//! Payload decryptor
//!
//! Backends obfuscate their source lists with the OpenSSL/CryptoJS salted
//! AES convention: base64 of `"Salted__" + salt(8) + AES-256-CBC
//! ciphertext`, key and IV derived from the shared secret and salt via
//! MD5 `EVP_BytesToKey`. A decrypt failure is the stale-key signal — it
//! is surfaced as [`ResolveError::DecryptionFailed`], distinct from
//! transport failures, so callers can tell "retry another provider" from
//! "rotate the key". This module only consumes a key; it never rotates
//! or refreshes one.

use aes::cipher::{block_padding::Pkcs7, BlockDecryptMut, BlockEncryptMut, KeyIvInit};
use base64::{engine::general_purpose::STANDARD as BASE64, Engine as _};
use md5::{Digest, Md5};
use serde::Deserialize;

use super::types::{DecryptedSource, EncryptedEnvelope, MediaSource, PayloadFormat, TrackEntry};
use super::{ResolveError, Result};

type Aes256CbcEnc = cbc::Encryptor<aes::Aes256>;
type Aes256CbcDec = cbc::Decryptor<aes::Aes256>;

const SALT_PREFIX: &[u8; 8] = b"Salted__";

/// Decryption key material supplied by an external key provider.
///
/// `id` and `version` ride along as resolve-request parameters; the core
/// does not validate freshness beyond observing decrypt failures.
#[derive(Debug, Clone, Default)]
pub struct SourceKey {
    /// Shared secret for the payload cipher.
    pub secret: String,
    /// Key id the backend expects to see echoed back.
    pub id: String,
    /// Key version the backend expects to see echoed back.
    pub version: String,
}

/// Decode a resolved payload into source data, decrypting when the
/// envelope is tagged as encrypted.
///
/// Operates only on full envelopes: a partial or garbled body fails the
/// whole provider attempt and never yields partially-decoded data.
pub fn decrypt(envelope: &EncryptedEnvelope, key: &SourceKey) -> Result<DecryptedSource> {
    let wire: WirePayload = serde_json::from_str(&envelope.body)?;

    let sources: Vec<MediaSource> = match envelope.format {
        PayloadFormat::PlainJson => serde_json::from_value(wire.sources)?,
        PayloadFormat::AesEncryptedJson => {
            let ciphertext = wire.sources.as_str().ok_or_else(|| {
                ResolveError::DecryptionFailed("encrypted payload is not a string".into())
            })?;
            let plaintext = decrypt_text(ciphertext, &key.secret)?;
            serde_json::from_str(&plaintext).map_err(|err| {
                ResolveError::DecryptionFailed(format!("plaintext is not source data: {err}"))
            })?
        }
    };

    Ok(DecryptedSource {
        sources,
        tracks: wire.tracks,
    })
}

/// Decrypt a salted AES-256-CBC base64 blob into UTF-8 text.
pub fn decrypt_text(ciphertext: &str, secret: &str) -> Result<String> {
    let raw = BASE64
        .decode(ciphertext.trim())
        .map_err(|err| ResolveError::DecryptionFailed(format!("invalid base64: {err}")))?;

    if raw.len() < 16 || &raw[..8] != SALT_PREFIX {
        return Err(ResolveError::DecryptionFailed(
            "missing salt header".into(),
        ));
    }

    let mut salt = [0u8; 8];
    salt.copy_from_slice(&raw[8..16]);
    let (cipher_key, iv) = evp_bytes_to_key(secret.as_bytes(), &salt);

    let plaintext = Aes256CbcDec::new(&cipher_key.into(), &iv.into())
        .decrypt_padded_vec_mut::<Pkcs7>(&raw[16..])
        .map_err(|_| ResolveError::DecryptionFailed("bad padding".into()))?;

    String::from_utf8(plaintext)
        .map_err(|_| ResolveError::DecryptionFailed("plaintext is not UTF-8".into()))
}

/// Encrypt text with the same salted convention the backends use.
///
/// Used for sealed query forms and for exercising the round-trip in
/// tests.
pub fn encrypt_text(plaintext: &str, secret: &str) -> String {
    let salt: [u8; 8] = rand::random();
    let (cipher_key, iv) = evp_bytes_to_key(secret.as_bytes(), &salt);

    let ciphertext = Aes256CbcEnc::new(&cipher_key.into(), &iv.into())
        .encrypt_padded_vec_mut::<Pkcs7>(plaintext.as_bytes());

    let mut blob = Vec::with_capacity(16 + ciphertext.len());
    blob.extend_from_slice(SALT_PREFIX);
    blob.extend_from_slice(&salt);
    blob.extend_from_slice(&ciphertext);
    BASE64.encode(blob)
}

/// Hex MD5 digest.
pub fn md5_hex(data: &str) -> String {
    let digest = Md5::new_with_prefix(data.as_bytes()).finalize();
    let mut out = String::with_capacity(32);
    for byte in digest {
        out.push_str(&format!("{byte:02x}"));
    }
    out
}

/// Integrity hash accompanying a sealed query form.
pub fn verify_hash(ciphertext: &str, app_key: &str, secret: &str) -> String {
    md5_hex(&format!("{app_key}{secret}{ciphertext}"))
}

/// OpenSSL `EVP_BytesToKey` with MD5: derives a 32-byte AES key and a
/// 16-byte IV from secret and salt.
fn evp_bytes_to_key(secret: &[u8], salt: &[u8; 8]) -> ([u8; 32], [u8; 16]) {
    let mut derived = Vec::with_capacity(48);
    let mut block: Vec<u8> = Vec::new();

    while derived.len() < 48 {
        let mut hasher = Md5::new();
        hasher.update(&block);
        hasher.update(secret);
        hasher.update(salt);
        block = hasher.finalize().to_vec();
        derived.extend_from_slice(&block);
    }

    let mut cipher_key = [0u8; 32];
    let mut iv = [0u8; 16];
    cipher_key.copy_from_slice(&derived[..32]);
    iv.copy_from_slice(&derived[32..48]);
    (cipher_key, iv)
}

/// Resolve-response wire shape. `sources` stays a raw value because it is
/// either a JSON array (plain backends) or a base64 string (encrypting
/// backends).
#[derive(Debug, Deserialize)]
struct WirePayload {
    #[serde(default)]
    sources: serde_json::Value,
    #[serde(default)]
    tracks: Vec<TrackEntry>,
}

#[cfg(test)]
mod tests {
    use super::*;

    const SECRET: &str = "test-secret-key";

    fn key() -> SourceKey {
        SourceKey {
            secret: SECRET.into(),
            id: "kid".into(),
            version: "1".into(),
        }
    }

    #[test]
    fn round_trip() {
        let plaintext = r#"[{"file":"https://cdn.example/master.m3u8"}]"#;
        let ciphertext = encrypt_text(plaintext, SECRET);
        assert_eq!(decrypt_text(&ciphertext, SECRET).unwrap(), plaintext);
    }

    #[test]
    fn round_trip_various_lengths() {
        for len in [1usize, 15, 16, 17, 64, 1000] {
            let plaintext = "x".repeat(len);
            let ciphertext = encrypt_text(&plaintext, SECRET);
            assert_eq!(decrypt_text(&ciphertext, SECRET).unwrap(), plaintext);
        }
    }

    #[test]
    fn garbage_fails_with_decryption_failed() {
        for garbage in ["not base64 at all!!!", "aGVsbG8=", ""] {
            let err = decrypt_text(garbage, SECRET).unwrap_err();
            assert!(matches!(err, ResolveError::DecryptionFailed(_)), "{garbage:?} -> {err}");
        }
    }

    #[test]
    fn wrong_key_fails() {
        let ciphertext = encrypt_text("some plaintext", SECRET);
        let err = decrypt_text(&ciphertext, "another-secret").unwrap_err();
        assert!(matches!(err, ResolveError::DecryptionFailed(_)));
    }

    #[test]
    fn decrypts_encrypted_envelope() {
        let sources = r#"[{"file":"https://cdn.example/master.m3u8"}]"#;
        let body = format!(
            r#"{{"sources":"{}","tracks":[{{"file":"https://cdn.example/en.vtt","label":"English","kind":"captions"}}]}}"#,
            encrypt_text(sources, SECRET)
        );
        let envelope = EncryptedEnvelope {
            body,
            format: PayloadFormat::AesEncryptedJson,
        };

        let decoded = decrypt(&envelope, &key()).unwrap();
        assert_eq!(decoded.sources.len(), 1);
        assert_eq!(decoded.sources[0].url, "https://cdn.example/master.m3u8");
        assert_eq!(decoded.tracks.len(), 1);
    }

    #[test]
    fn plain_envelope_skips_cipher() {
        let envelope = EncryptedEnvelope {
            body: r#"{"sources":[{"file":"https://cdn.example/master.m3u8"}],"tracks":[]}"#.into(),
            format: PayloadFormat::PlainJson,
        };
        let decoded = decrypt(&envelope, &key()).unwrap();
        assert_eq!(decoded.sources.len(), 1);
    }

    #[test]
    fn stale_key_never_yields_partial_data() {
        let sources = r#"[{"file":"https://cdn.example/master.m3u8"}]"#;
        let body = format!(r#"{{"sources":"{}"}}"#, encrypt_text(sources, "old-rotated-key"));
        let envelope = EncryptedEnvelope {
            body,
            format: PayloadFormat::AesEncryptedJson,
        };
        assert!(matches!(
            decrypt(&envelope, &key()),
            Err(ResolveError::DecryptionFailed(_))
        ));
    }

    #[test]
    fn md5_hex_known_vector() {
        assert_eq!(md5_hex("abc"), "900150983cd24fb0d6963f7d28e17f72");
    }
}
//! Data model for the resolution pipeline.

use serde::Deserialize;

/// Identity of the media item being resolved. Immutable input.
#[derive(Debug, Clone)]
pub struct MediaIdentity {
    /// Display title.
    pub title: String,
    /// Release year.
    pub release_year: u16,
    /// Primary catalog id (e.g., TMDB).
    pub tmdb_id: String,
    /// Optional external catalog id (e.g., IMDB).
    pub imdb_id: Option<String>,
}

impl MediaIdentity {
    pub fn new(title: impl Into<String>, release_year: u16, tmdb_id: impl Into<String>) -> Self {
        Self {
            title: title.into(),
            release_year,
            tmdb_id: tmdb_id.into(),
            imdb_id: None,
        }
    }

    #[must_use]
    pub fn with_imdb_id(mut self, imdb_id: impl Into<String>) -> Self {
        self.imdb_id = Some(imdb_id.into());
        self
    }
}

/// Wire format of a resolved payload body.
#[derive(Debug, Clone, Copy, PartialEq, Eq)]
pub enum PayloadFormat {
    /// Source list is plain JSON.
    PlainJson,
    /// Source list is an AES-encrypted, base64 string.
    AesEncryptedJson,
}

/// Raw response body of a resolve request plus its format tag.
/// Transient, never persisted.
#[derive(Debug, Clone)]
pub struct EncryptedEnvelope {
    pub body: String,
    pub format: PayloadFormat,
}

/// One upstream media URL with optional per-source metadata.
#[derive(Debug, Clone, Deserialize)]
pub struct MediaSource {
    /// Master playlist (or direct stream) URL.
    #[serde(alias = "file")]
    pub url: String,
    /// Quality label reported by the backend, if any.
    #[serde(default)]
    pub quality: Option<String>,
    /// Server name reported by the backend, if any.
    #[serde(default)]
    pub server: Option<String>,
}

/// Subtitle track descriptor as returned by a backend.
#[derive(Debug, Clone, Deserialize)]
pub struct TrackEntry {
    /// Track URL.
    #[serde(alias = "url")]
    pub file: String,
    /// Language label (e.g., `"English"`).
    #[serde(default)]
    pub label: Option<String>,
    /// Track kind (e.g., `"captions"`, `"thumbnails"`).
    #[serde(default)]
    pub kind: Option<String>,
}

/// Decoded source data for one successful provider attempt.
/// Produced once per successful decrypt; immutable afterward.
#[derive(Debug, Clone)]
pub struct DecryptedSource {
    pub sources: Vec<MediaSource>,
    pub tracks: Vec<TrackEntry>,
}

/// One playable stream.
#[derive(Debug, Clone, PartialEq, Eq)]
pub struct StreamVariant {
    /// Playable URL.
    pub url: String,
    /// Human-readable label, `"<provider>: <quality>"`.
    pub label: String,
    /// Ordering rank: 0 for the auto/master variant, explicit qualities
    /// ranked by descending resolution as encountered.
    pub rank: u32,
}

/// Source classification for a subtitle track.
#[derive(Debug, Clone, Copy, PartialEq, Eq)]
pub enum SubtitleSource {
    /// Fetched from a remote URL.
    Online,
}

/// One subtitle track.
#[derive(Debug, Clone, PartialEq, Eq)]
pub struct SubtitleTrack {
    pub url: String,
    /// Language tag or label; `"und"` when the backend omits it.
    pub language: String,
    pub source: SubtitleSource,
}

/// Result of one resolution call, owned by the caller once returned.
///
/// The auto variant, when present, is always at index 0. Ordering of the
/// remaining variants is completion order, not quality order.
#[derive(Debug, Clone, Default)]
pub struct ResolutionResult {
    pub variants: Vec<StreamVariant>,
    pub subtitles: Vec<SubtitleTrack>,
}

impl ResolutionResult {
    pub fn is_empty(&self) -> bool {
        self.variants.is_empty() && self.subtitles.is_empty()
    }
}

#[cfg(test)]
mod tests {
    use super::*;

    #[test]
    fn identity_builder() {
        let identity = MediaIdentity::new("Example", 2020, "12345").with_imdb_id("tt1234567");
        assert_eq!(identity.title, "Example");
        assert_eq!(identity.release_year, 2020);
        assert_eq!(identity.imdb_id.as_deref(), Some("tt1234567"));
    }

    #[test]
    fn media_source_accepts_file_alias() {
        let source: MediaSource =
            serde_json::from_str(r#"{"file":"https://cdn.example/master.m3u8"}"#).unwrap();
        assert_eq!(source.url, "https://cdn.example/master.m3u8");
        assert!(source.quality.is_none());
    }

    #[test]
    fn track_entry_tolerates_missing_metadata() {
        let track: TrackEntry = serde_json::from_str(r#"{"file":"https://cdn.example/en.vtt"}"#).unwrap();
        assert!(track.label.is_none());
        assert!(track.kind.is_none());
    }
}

**WHAT IS EXPECTED:** Using the entries above, give the number of lines that carry the string "request", without anything else.

**RESULT OF THE TASK:** 2